Il y a encore de l’humour involontaire : « Deux négrillons de taille microscopique, de véritables nains vêtus de rouge, étaient immobiles aux deux côtés de la porte. / On eût dit deux lampadaires d’ébène tenant chacun un flambeau » (p. 402). Il y a de façon générale ce mépris et cette ignorance crasse de tout ce qui n’est ni aristocratique, ni blanc, ni chrétien : « – J’ai amené un prêtre de ma religion. / – Un muezzin ? / – Oui, et dès demain matin, si vous voulez… » (p. 407) ; il s’agit pour la « mahométane » de se marier.
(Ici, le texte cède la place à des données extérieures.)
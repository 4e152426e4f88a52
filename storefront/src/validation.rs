//! Buyer input validation.
//!
//! Everything here runs before the orchestrator, so malformed input never
//! reaches the payment provider.

use regex::Regex;
use serde::{Deserialize, Serialize};
use std::sync::LazyLock;
use thiserror::Error;

#[allow(clippy::expect_used)] // Pattern is a literal
static EMAIL: LazyLock<Regex> =
    LazyLock::new(|| Regex::new(r"\S+@\S+\.\S+").expect("email pattern compiles"));

#[allow(clippy::expect_used)] // Pattern is a literal
static PHONE: LazyLock<Regex> =
    LazyLock::new(|| Regex::new(r"^\+?[\d\s\-()]{10,}$").expect("phone pattern compiles"));

/// Rejected buyer input or ticket selection
#[derive(Debug, Clone, Error, PartialEq, Eq)]
pub enum ValidationError {
    /// Name is blank
    #[error("Name is required")]
    EmptyName,

    /// Email does not look like an address
    #[error("Please enter a valid email")]
    InvalidEmail,

    /// Phone has fewer than ten digits/separators or stray characters
    #[error("Please enter a valid phone number")]
    InvalidPhone,

    /// No tickets selected
    #[error("Select at least one ticket")]
    EmptySelection,

    /// Ticket type id not in the catalog
    #[error("Unknown ticket type: {0}")]
    UnknownTicketType(String),

    /// More tickets requested than offered
    #[error("Only {available} {ticket_type} tickets available, {requested} requested")]
    QuantityUnavailable {
        /// Ticket type id
        ticket_type: String,
        /// Requested quantity
        requested: u32,
        /// Available quantity
        available: u32,
    },
}

/// Buyer contact details as submitted
#[derive(Clone, Debug, PartialEq, Eq, Serialize, Deserialize)]
pub struct BuyerInfo {
    /// Full name
    pub name: String,
    /// Email address
    pub email: String,
    /// Phone number
    pub phone: String,
    /// Street address, optional
    #[serde(default)]
    pub address: Option<String>,
}

impl BuyerInfo {
    /// Validate and normalize (trimmed fields, blank address dropped)
    ///
    /// # Errors
    ///
    /// Returns the first failing field as a `ValidationError`
    pub fn validate(self) -> Result<ValidBuyer, ValidationError> {
        let name = self.name.trim();
        if name.is_empty() {
            return Err(ValidationError::EmptyName);
        }

        let email = self.email.trim();
        if !EMAIL.is_match(email) {
            return Err(ValidationError::InvalidEmail);
        }

        let phone = self.phone.trim();
        if !PHONE.is_match(phone) {
            return Err(ValidationError::InvalidPhone);
        }

        let address = self
            .address
            .map(|a| a.trim().to_string())
            .filter(|a| !a.is_empty());

        Ok(ValidBuyer {
            name: name.to_string(),
            email: email.to_string(),
            phone: phone.to_string(),
            address,
        })
    }
}

/// Buyer details that passed validation
#[derive(Clone, Debug, PartialEq, Eq)]
pub struct ValidBuyer {
    name: String,
    email: String,
    phone: String,
    address: Option<String>,
}

impl ValidBuyer {
    /// Full name
    #[must_use]
    pub fn name(&self) -> &str {
        &self.name
    }

    /// Email address
    #[must_use]
    pub fn email(&self) -> &str {
        &self.email
    }

    /// Phone number
    #[must_use]
    pub fn phone(&self) -> &str {
        &self.phone
    }

    /// Street address, if given
    #[must_use]
    pub fn address(&self) -> Option<&str> {
        self.address.as_deref()
    }
}
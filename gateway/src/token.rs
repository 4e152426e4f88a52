//! Bearer token cache and freshness rules.

use chrono::{DateTime, Duration, NaiveDateTime, Utc};
use tokio::sync::RwLock;

/// Tokens are treated as expired this long before the provider's expiry.
pub const SAFETY_BUFFER: Duration = Duration::minutes(5);

/// Clock trait - abstracts time operations for testability
pub trait Clock: Send + Sync {
    /// Get the current time
    fn now(&self) -> DateTime<Utc>;
}

/// Wall clock
#[derive(Clone, Copy, Debug, Default)]
pub struct SystemClock;

impl Clock for SystemClock {
    fn now(&self) -> DateTime<Utc> {
        Utc::now()
    }
}

/// Clock frozen at a given instant
#[derive(Clone, Copy, Debug)]
pub struct FixedClock {
    time: DateTime<Utc>,
}

impl FixedClock {
    /// Create a clock that always returns `time`
    #[must_use]
    pub const fn new(time: DateTime<Utc>) -> Self {
        Self { time }
    }
}

impl Clock for FixedClock {
    fn now(&self) -> DateTime<Utc> {
        self.time
    }
}

/// Bearer token issued by the provider
#[derive(Clone, Debug, PartialEq, Eq)]
pub struct Token {
    /// Opaque bearer value
    pub value: String,
    /// Provider-declared expiry
    pub expiry: DateTime<Utc>,
}

impl Token {
    /// Create a token
    #[must_use]
    pub fn new(value: impl Into<String>, expiry: DateTime<Utc>) -> Self {
        Self {
            value: value.into(),
            expiry,
        }
    }

    /// Usable while `now < expiry - SAFETY_BUFFER`.
    #[must_use]
    pub fn is_valid(&self, now: DateTime<Utc>) -> bool {
        now < self.expiry - SAFETY_BUFFER
    }
}

/// Parse the provider's `expiryDate`.
///
/// Accepts RFC 3339 (`2024-07-20T12:29:30.5177702Z`) and offset-less ISO
/// timestamps, which are taken as UTC.
#[must_use]
pub fn parse_expiry(raw: &str) -> Option<DateTime<Utc>> {
    let raw = raw.trim();
    if let Ok(parsed) = DateTime::parse_from_rfc3339(raw) {
        return Some(parsed.with_timezone(&Utc));
    }
    NaiveDateTime::parse_from_str(raw, "%Y-%m-%dT%H:%M:%S%.f")
        .ok()
        .map(|naive| naive.and_utc())
}

/// Single token slot owned by a gateway client.
///
/// Reads and writes are short critical sections; the lock is never held
/// across a network call, so two callers racing on an expired token may
/// both authenticate. The later token simply replaces the earlier one.
#[derive(Debug, Default)]
pub struct TokenCache {
    slot: RwLock<Option<Token>>,
}

impl TokenCache {
    /// Create an empty cache
    #[must_use]
    pub fn new() -> Self {
        Self::default()
    }

    /// The cached token if it is still valid at `now`
    pub async fn current(&self, now: DateTime<Utc>) -> Option<Token> {
        self.slot
            .read()
            .await
            .as_ref()
            .filter(|token| token.is_valid(now))
            .cloned()
    }

    /// Replace the cached token
    pub async fn store(&self, token: Token) {
        *self.slot.write().await = Some(token);
    }

    /// Drop the cached token
    pub async fn clear(&self) {
        *self.slot.write().await = None;
    }
}

#[cfg(test)]
#[allow(clippy::unwrap_used)]
mod tests {
    use super::*;
    use chrono::TimeZone;
    use proptest::prelude::*;

    fn at(secs: i64) -> DateTime<Utc> {
        Utc.timestamp_opt(secs, 0).unwrap()
    }

    #[test]
    fn test_validity_boundary() {
        let expiry = at(10_000);
        let token = Token::new("t", expiry);

        assert!(token.is_valid(expiry - Duration::minutes(6)));
        assert!(token.is_valid(expiry - SAFETY_BUFFER - Duration::seconds(1)));
        assert!(!token.is_valid(expiry - SAFETY_BUFFER));
        assert!(!token.is_valid(expiry - Duration::minutes(4)));
        assert!(!token.is_valid(expiry + Duration::minutes(1)));
    }

    #[test]
    fn test_parse_expiry_formats() {
        let zulu = parse_expiry("2024-07-20T12:29:30.5177702Z").unwrap();
        assert_eq!(zulu.timestamp(), at(1_721_478_570).timestamp());

        let naive = parse_expiry("2024-07-20T12:29:30.517").unwrap();
        assert_eq!(naive.timestamp(), zulu.timestamp());

        let offset = parse_expiry("2024-07-20T15:29:30+03:00").unwrap();
        assert_eq!(offset.timestamp(), zulu.timestamp());

        assert!(parse_expiry("next tuesday").is_none());
    }

    #[tokio::test]
    async fn test_cache_hides_stale_tokens() {
        let cache = TokenCache::new();
        let expiry = at(100_000);
        assert!(cache.current(at(0)).await.is_none());

        cache.store(Token::new("abc", expiry)).await;
        assert_eq!(
            cache.current(at(0)).await.map(|t| t.value),
            Some("abc".to_string())
        );
        assert!(cache.current(expiry).await.is_none());

        cache.clear().await;
        assert!(cache.current(at(0)).await.is_none());
    }

    #[tokio::test]
    async fn test_store_replaces_wholesale() {
        let cache = TokenCache::new();
        cache.store(Token::new("first", at(100_000))).await;
        cache.store(Token::new("second", at(200_000))).await;

        let current = cache.current(at(150_000)).await.unwrap();
        assert_eq!(current, Token::new("second", at(200_000)));
    }

    proptest! {
        #[test]
        fn prop_is_valid_is_idempotent(expiry in 0i64..4_000_000_000, now in 0i64..4_000_000_000) {
            let token = Token::new("t", at(expiry));
            let first = token.is_valid(at(now));
            let second = token.is_valid(at(now));
            prop_assert_eq!(first, second);
            prop_assert_eq!(first, now < expiry - SAFETY_BUFFER.num_seconds());
        }

        #[test]
        fn prop_cache_read_does_not_mutate(expiry in 0i64..4_000_000_000, now in 0i64..4_000_000_000) {
            let cache = TokenCache::new();
            let token = Token::new("t", at(expiry));
            let (first, second) = tokio_test::block_on(async {
                cache.store(token.clone()).await;
                (cache.current(at(now)).await, cache.current(at(now)).await)
            });
            prop_assert_eq!(&first, &second);
            prop_assert_eq!(first.is_some(), token.is_valid(at(now)));
        }
    }
}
Ces trois répliques pourraient naturellement être remaniées pour n’en former qu’une : mettons J’ai amené un muezzin, et dès demain matin, si vous voulez… Mais d’une part, elle rendrait le passage difficile à comprendre pour un lecteur qui ne saurait pas que l’auteur de Rocambole prend les muezzins pour des prêtres. (On notera par ailleurs que l’aspect pédagogique du passage est relativement léger. Jules Verne, par exemple, – un Jules Verne aussi ignorant de l’islam que Ponson du Terrail, – aurait écrit quelque chose comme La belle Orientale dit au margrave qu’elle avait amené un muezzin, qui est chez les Mahométans ce que les curés sont sous nos latitudes. Elle ajouta qu’elle était prête à se marier dès le lendemain. C’est moins fluide…)
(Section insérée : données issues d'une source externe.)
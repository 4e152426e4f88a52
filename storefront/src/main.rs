//! Storefront Server
//!
//! Serves the event catalog and creates hosted-checkout orders.
//!
//! This binary:
//! - Loads configuration from the environment (and `.env`)
//! - Builds the payment client and order orchestrator
//! - Registers the IPN URL when one is configured without a notification id
//! - Serves the HTTP API until Ctrl+C
//!
//! # Usage
//!
//! ```bash
//! PESAPAL_CONSUMER_KEY=... PESAPAL_CONSUMER_SECRET=... PESAPAL_SANDBOX=true \
//!     cargo run --bin storefront
//! ```

use anyhow::Context;
use boxoffice_gateway::EnvCredentials;
use boxoffice_storefront::{build_router, AppState, Config, OrderOrchestrator};
use std::sync::Arc;
use tracing_subscriber::{layer::SubscriberExt, util::SubscriberInitExt};

#[tokio::main]
async fn main() -> anyhow::Result<()> {
    // Load .env file
    let _ = dotenvy::dotenv();

    let config = Config::from_env();

    tracing_subscriber::registry()
        .with(
            tracing_subscriber::EnvFilter::try_from_default_env()
                .unwrap_or_else(|_| config.server.log_level.clone().into()),
        )
        .with(tracing_subscriber::fmt::layer())
        .init();

    tracing::info!("Starting storefront server...");

    let catalog = config.load_catalog().context("Failed to load catalog")?;
    let client = config.payment_client().context("Failed to build payment client")?;
    tracing::info!(
        base_url = %client.base_url(),
        timeout_secs = config.gateway.timeout_secs,
        event = %catalog.event.title,
        ticket_types = catalog.ticket_types.len(),
        "Configuration loaded"
    );

    let mut orchestrator = OrderOrchestrator::new(
        client,
        Arc::new(EnvCredentials),
        Arc::new(catalog),
        config.order.clone(),
    );

    if let Some(ipn_url) = &config.gateway.ipn_url {
        if orchestrator.settings().notification_id.is_empty() {
            orchestrator = register_ipn(orchestrator, ipn_url, &config).await;
        }
    }

    let app = build_router(AppState::new(orchestrator));

    let address = config.bind_address();
    let listener = tokio::net::TcpListener::bind(&address)
        .await
        .with_context(|| format!("Failed to bind {address}"))?;
    tracing::info!(%address, "Storefront server listening");

    axum::serve(listener, app)
        .with_graceful_shutdown(shutdown_signal())
        .await
        .context("Server error")?;

    tracing::info!("Shut down gracefully");
    Ok(())
}

/// Register the IPN URL and adopt the returned id. Failure is logged and
/// orders proceed without a notification id.
async fn register_ipn(orchestrator: OrderOrchestrator, url: &str, config: &Config) -> OrderOrchestrator {
    match orchestrator
        .register_ipn(url, config.gateway.ipn_notification_type)
        .await
    {
        Ok(response) => match response.ipn_id.filter(|id| !id.is_empty()) {
            Some(ipn_id) => {
                tracing::info!(%url, %ipn_id, "IPN URL registered");
                orchestrator.with_notification_id(ipn_id)
            }
            None => {
                tracing::warn!(%url, error = ?response.error, "IPN registration returned no id");
                orchestrator
            }
        },
        Err(failure) => {
            tracing::warn!(%url, kind = ?failure.kind, "IPN registration failed");
            orchestrator
        }
    }
}

async fn shutdown_signal() {
    if let Err(err) = tokio::signal::ctrl_c().await {
        tracing::error!(error = %err, "Failed to listen for shutdown signal");
        std::future::pending::<()>().await;
    }
    tracing::info!("Shutting down...");
}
D’autre part, la réplique J’ai amené un muezzin, etc. serait un manque à gagner pour un auteur payé à la ligne. Car tout est dilaté dans ce roman de cinq cents pages dont l’intrigue tiendrait en cent cinquante. Peu de phrases dépassent cinq lignes, peu de paragraphes excèdent une phrase. On y trouve des dialogues encore plus creux que « – Qui êtes-vous donc ? / – Je suis votre médecin, répondit le petit homme. / – Ah ! ah ! / – Vous avez été très dangereusement malade, monsieur le marquis, reprit cet homme. / – En vérité ! / – Mais depuis deux jours je suis sans inquiétude. / – Depuis deux jours ? / – Oui. Mais pendant quatre autres, je n’aurais pas donné une pistole de votre vie. / – Comment ! quatre autres jours ? exclama le marquis. / – Oui, certes » (p. 166).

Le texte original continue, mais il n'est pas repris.